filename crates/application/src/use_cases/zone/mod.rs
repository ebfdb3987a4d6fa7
pub mod load_zone;

pub use load_zone::LoadZoneUseCase;
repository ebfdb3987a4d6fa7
#![allow(dead_code)]

use std::net::Ipv4Addr;
use std::sync::Mutex;
use tld_dns_application::ports::ZoneSource;
use tld_dns_domain::{DomainError, Question, QuestionName, RecordType, ZoneEntry};

pub struct MockZoneSource {
    tld: Result<String, DomainError>,
    entries: Result<Vec<ZoneEntry>, DomainError>,
    loads: Mutex<usize>,
}

impl MockZoneSource {
    pub fn new(tld: &str, entries: Vec<(&str, [u8; 4])>) -> Self {
        Self {
            tld: Ok(tld.to_string()),
            entries: Ok(entries
                .into_iter()
                .map(|(host, ip)| ZoneEntry::new(host, Ipv4Addr::from(ip)))
                .collect()),
            loads: Mutex::new(0),
        }
    }

    pub fn with_tld_error(mut self, error: DomainError) -> Self {
        self.tld = Err(error);
        self
    }

    pub fn with_entries_error(mut self, error: DomainError) -> Self {
        self.entries = Err(error);
        self
    }

    pub fn load_count(&self) -> usize {
        *self.loads.lock().unwrap()
    }
}

impl ZoneSource for MockZoneSource {
    fn load_entries(&self) -> Result<Vec<ZoneEntry>, DomainError> {
        *self.loads.lock().unwrap() += 1;
        self.entries.clone()
    }

    fn load_served_tld(&self) -> Result<String, DomainError> {
        self.tld.clone()
    }

    fn describe(&self) -> String {
        "mock".to_string()
    }
}

pub fn host_tld_question(offset: usize, host: &str, tld: &str) -> Question {
    Question {
        offset,
        name: QuestionName::HostTld {
            host: host.as_bytes().to_vec(),
            tld: tld.as_bytes().to_vec(),
        },
        qtype: RecordType::A,
        qclass: 1,
    }
}
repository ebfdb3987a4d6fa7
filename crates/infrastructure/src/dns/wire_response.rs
use super::codec::{encode_header, question_section_len};
use tld_dns_domain::dns_message::HEADER_SIZE;
use tld_dns_domain::dns_record::{ANSWER_TTL, CLASS_IN};
use tld_dns_domain::{DomainError, HeaderFlags, MatchResult, MessageHeader, RecordType};

/// Pointer(2) + TYPE(2) + CLASS(2) + TTL(4) + RDLENGTH(2) + IPv4(4).
pub const A_RECORD_LEN: usize = 16;

const POINTER_TAG: u16 = 0xC000;
const MAX_POINTER_OFFSET: usize = 0x3FFF;
const IPV4_RDATA_LEN: u16 = 4;

/// Builds the reply to `query_buf` in wire format.
///
/// The question section is copied verbatim so it sits at the same offsets as
/// in the query; each answer names its question through a compression pointer
/// to that offset. Questions with no matches contribute no records. The length
/// of the returned buffer is the exact datagram length to send.
pub fn build_response(
    query: &MessageHeader,
    query_buf: &[u8],
    results: &[MatchResult],
) -> Result<Vec<u8>, DomainError> {
    let question_len = question_section_len(query_buf, query.question_count)?;
    let question_end = HEADER_SIZE + question_len;

    let total: usize = results.iter().map(|r| r.entries.len()).sum();
    let answer_count = u16::try_from(total).unwrap_or(u16::MAX);

    let header = MessageHeader {
        id: query.id,
        flags: HeaderFlags::response(),
        question_count: query.question_count,
        answer_count,
        authority_count: 0,
        additional_count: 0,
    };

    let mut buf = Vec::with_capacity(question_end + answer_count as usize * A_RECORD_LEN);
    buf.extend_from_slice(&encode_header(&header));
    buf.extend_from_slice(&query_buf[HEADER_SIZE..question_end]);

    let records = results
        .iter()
        .flat_map(|r| r.entries.iter().map(move |e| (r.question_offset, e.address)))
        .take(answer_count as usize);

    for (offset, address) in records {
        let pointer = compression_pointer(offset, question_end)?;
        buf.extend_from_slice(&pointer.to_be_bytes());
        buf.extend_from_slice(&RecordType::A.to_u16().to_be_bytes());
        buf.extend_from_slice(&CLASS_IN.to_be_bytes());
        buf.extend_from_slice(&ANSWER_TTL.to_be_bytes());
        buf.extend_from_slice(&IPV4_RDATA_LEN.to_be_bytes());
        buf.extend_from_slice(&address.octets());
    }

    Ok(buf)
}

fn compression_pointer(offset: usize, question_end: usize) -> Result<u16, DomainError> {
    if !(HEADER_SIZE..question_end).contains(&offset) {
        return Err(DomainError::MalformedQuestion(format!(
            "answer offset {} outside question section {}..{}",
            offset, HEADER_SIZE, question_end
        )));
    }
    if offset > MAX_POINTER_OFFSET {
        return Err(DomainError::CompressionOffsetOverflow(offset));
    }
    Ok(POINTER_TAG | offset as u16)
}
pub mod errors;
pub mod logging;
pub mod root;
pub mod server;
pub mod zone;

pub use errors::ConfigError;
pub use logging::{LogFormat, LoggingConfig};
pub use root::{CliOverrides, Config};
pub use server::ServerConfig;
pub use zone::ZoneConfig;
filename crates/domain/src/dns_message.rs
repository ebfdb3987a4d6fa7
pub mod header;
pub mod match_result;
pub mod question;

pub use header::{HeaderFlags, MessageHeader, HEADER_SIZE};
pub use match_result::MatchResult;
pub use question::{Question, QuestionName};
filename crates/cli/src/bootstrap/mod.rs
use tld_dns_domain::config::LoggingConfig;
use tld_dns_domain::{CliOverrides, Config, LogFormat};
use tracing_subscriber::EnvFilter;

pub fn load_config(path: Option<&str>, overrides: CliOverrides) -> anyhow::Result<Config> {
    let config = Config::load(path, overrides)?;
    config.validate()?;
    Ok(config)
}

/// `RUST_LOG` takes precedence over the configured level.
pub fn init_logging(config: &LoggingConfig) {
    let filter = EnvFilter::try_from_default_env()
        .or_else(|_| EnvFilter::try_new(&config.level))
        .unwrap_or_else(|_| EnvFilter::new("info"));

    let builder = tracing_subscriber::fmt().with_env_filter(filter);
    match config.format {
        LogFormat::Text => builder.init(),
        LogFormat::Json => builder.json().init(),
    }
}
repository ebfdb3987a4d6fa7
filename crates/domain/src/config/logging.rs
use serde::{Deserialize, Serialize};

#[derive(Debug, Clone, Copy, PartialEq, Eq, Default, Deserialize, Serialize)]
#[serde(rename_all = "lowercase")]
pub enum LogFormat {
    #[default]
    Text,
    Json,
}

#[derive(Debug, Clone, Deserialize, Serialize)]
pub struct LoggingConfig {
    #[serde(default = "default_log_level")]
    pub level: String,

    #[serde(default)]
    pub format: LogFormat,
}

impl Default for LoggingConfig {
    fn default() -> Self {
        Self {
            level: default_log_level(),
            format: LogFormat::default(),
        }
    }
}

fn default_log_level() -> String {
    "info".to_string()
}
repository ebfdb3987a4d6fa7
//! tld-dns Domain Layer
pub mod config;
pub mod dns_message;
pub mod dns_record;
pub mod errors;
pub mod zone;

pub use config::{CliOverrides, Config, ConfigError, LogFormat};
pub use dns_message::{HeaderFlags, MatchResult, MessageHeader, Question, QuestionName};
pub use dns_record::RecordType;
pub use errors::DomainError;
pub use zone::{tld_matches, tld_matches_ignore_case, TldMatchPolicy, Zone, ZoneEntry};
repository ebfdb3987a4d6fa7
use crate::zone::ZoneEntry;

/// Zone entries matched by one question, in answer order.
#[derive(Debug, Clone, PartialEq, Eq)]
pub struct MatchResult {
    pub question_offset: usize,
    pub entries: Vec<ZoneEntry>,
}

impl MatchResult {
    pub fn new(question_offset: usize, entries: Vec<ZoneEntry>) -> Self {
        Self {
            question_offset,
            entries,
        }
    }
}
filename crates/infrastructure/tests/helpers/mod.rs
#![allow(dead_code)]
pub mod builders;

pub use builders::QueryBuilder;

use std::net::SocketAddr;

pub fn peer() -> SocketAddr {
    "192.168.1.100:53000".parse().unwrap()
}

pub fn read_u16(buf: &[u8], at: usize) -> u16 {
    u16::from_be_bytes([buf[at], buf[at + 1]])
}

pub fn read_u32(buf: &[u8], at: usize) -> u32 {
    u32::from_be_bytes([buf[at], buf[at + 1], buf[at + 2], buf[at + 3]])
}
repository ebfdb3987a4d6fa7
//! tld-dns Application Layer
pub mod ports;
pub mod use_cases;
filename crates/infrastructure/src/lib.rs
//! tld-dns Infrastructure Layer
pub mod dns;
pub mod zone;
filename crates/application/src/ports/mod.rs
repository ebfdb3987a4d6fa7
mod zone_source;

pub use zone_source::ZoneSource;
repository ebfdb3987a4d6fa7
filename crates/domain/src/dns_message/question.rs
use crate::dns_record::{RecordType, CLASS_ANY, CLASS_IN};

/// Decoded QNAME, restricted to the shapes this server can answer.
#[derive(Debug, Clone, PartialEq, Eq)]
pub enum QuestionName {
    /// A lone zero-length label.
    Root,
    /// `host.tld`, exactly two labels.
    HostTld { host: Vec<u8>, tld: Vec<u8> },
    /// Any other label count. Walked for offsets, never answered.
    Unsupported { label_count: usize },
}

impl QuestionName {
    pub fn host(&self) -> Option<&[u8]> {
        match self {
            QuestionName::HostTld { host, .. } => Some(host),
            _ => None,
        }
    }

    pub fn tld(&self) -> Option<&[u8]> {
        match self {
            QuestionName::HostTld { tld, .. } => Some(tld),
            _ => None,
        }
    }
}

impl std::fmt::Display for QuestionName {
    fn fmt(&self, f: &mut std::fmt::Formatter<'_>) -> std::fmt::Result {
        match self {
            QuestionName::Root => write!(f, "."),
            QuestionName::HostTld { host, tld } => write!(
                f,
                "{}.{}",
                String::from_utf8_lossy(host),
                String::from_utf8_lossy(tld)
            ),
            QuestionName::Unsupported { label_count } => write!(f, "<{} labels>", label_count),
        }
    }
}

#[derive(Debug, Clone, PartialEq, Eq)]
pub struct Question {
    /// Byte offset of the QNAME from the start of the message.
    pub offset: usize,
    pub name: QuestionName,
    pub qtype: RecordType,
    pub qclass: u16,
}

impl Question {
    /// True when an A record is a valid answer to this question.
    pub fn accepts_ipv4_answer(&self) -> bool {
        self.qtype.wants_ipv4() && (self.qclass == CLASS_IN || self.qclass == CLASS_ANY)
    }
}
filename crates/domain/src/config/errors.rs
#[derive(Debug, thiserror::Error)]
pub enum ConfigError {
    #[error("Failed to read config file {0}: {1}")]
    FileRead(String, String),

    #[error("Failed to parse config: {0}")]
    Parse(String),

    #[error("Configuration validation error: {0}")]
    Validation(String),
}
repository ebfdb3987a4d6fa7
pub mod dns;

pub use dns::start_dns_server;
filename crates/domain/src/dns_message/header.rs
/// Size of the fixed RFC 1035 §4.1.1 header.
pub const HEADER_SIZE: usize = 12;

const QR_BIT: u16 = 0x8000;
const OPCODE_SHIFT: u16 = 11;
const AA_BIT: u16 = 0x0400;
const TC_BIT: u16 = 0x0200;
const RD_BIT: u16 = 0x0100;
const RA_BIT: u16 = 0x0080;
const Z_BIT: u16 = 0x0040;
const AD_BIT: u16 = 0x0020;
const CD_BIT: u16 = 0x0010;
const NIBBLE: u16 = 0x000F;

/// The 16-bit flag word, split into its named fields.
///
/// `opcode` and `rcode` are 4-bit fields; higher bits are discarded on encode.
#[derive(Debug, Clone, Copy, PartialEq, Eq, Default)]
pub struct HeaderFlags {
    pub qr: bool,
    pub opcode: u8,
    pub authoritative: bool,
    pub truncated: bool,
    pub recursion_desired: bool,
    pub recursion_available: bool,
    pub z: bool,
    pub authenticated_data: bool,
    pub checking_disabled: bool,
    pub rcode: u8,
}

impl HeaderFlags {
    pub fn from_word(word: u16) -> Self {
        Self {
            qr: word & QR_BIT != 0,
            opcode: ((word >> OPCODE_SHIFT) & NIBBLE) as u8,
            authoritative: word & AA_BIT != 0,
            truncated: word & TC_BIT != 0,
            recursion_desired: word & RD_BIT != 0,
            recursion_available: word & RA_BIT != 0,
            z: word & Z_BIT != 0,
            authenticated_data: word & AD_BIT != 0,
            checking_disabled: word & CD_BIT != 0,
            rcode: (word & NIBBLE) as u8,
        }
    }

    pub fn to_word(&self) -> u16 {
        let mut word = ((self.opcode as u16) & NIBBLE) << OPCODE_SHIFT;
        word |= (self.rcode as u16) & NIBBLE;
        for (set, bit) in [
            (self.qr, QR_BIT),
            (self.authoritative, AA_BIT),
            (self.truncated, TC_BIT),
            (self.recursion_desired, RD_BIT),
            (self.recursion_available, RA_BIT),
            (self.z, Z_BIT),
            (self.authenticated_data, AD_BIT),
            (self.checking_disabled, CD_BIT),
        ] {
            if set {
                word |= bit;
            }
        }
        word
    }

    /// Flags of an outgoing reply: QR set, everything else zero.
    pub fn response() -> Self {
        Self {
            qr: true,
            ..Self::default()
        }
    }
}

#[derive(Debug, Clone, Copy, PartialEq, Eq, Default)]
pub struct MessageHeader {
    pub id: u16,
    pub flags: HeaderFlags,
    pub question_count: u16,
    pub answer_count: u16,
    pub authority_count: u16,
    pub additional_count: u16,
}

impl MessageHeader {
    pub fn is_response(&self) -> bool {
        self.flags.qr
    }
}
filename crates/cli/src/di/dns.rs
use std::sync::Arc;
use tld_dns_application::use_cases::{LoadZoneUseCase, MatchQuestionsUseCase};
use tld_dns_domain::Config;
use tld_dns_infrastructure::dns::DnsServerHandler;
use tld_dns_infrastructure::zone::CsvZoneSource;
use tracing::info;

pub struct DnsServices {
    pub handler: DnsServerHandler,
}

impl DnsServices {
    /// Loads the zone and wires the request handler. Fails before any socket is bound.
    pub fn new(config: &Config) -> anyhow::Result<Self> {
        info!(
            table = %config.zone.table_path,
            tld = %config.zone.tld_path,
            "Loading zone"
        );

        let source = Arc::new(CsvZoneSource::from_config(&config.zone));
        let zone = Arc::new(LoadZoneUseCase::new(source).execute()?);

        let matcher = Arc::new(MatchQuestionsUseCase::new(zone, config.zone.tld_match));

        Ok(Self {
            handler: DnsServerHandler::new(matcher),
        })
    }
}
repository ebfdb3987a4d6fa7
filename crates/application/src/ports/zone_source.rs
use tld_dns_domain::{DomainError, ZoneEntry};

/// Startup-time provider of the served TLD and the host table.
pub trait ZoneSource: Send + Sync {
    /// Host entries in the order they appear in the source.
    fn load_entries(&self) -> Result<Vec<ZoneEntry>, DomainError>;

    fn load_served_tld(&self) -> Result<String, DomainError>;

    /// Human-readable origin, used in log lines.
    fn describe(&self) -> String;
}
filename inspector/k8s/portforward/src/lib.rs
#![deny(warnings, rust_2018_idioms)]
#![forbid(unsafe_code)]

//! Temporary, authenticated tunnels from a local address into a single pod's
//! network namespace, routed through the Kubernetes API's port-forward
//! sub-resource.

mod allocate;
mod client;
mod error;
mod tunnel;

pub use self::{
    allocate::allocate,
    client::{BoxedIo, FetchPod, Io, UpgradeStream},
    error::Error,
    tunnel::{Tunnel, DEFAULT_LOCAL_ADDRESS, DEFAULT_RETRY_BACKOFF},
};
pub use k8s_openapi::api::core::v1::Pod;

/// The pod phase in which a pod's containers are able to accept connections.
pub const POD_RUNNING: &str = "Running";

______

Look through the material above and print exactly the lines from the one containing "#![forbid(unsafe_code)]" to the one containing "mod tunnel;", both included, and nothing more.

#![forbid(unsafe_code)]

//! Temporary, authenticated tunnels from a local address into a single pod's
//! network namespace, routed through the Kubernetes API's port-forward
//! sub-resource.

mod allocate;
mod client;
mod error;
mod tunnel;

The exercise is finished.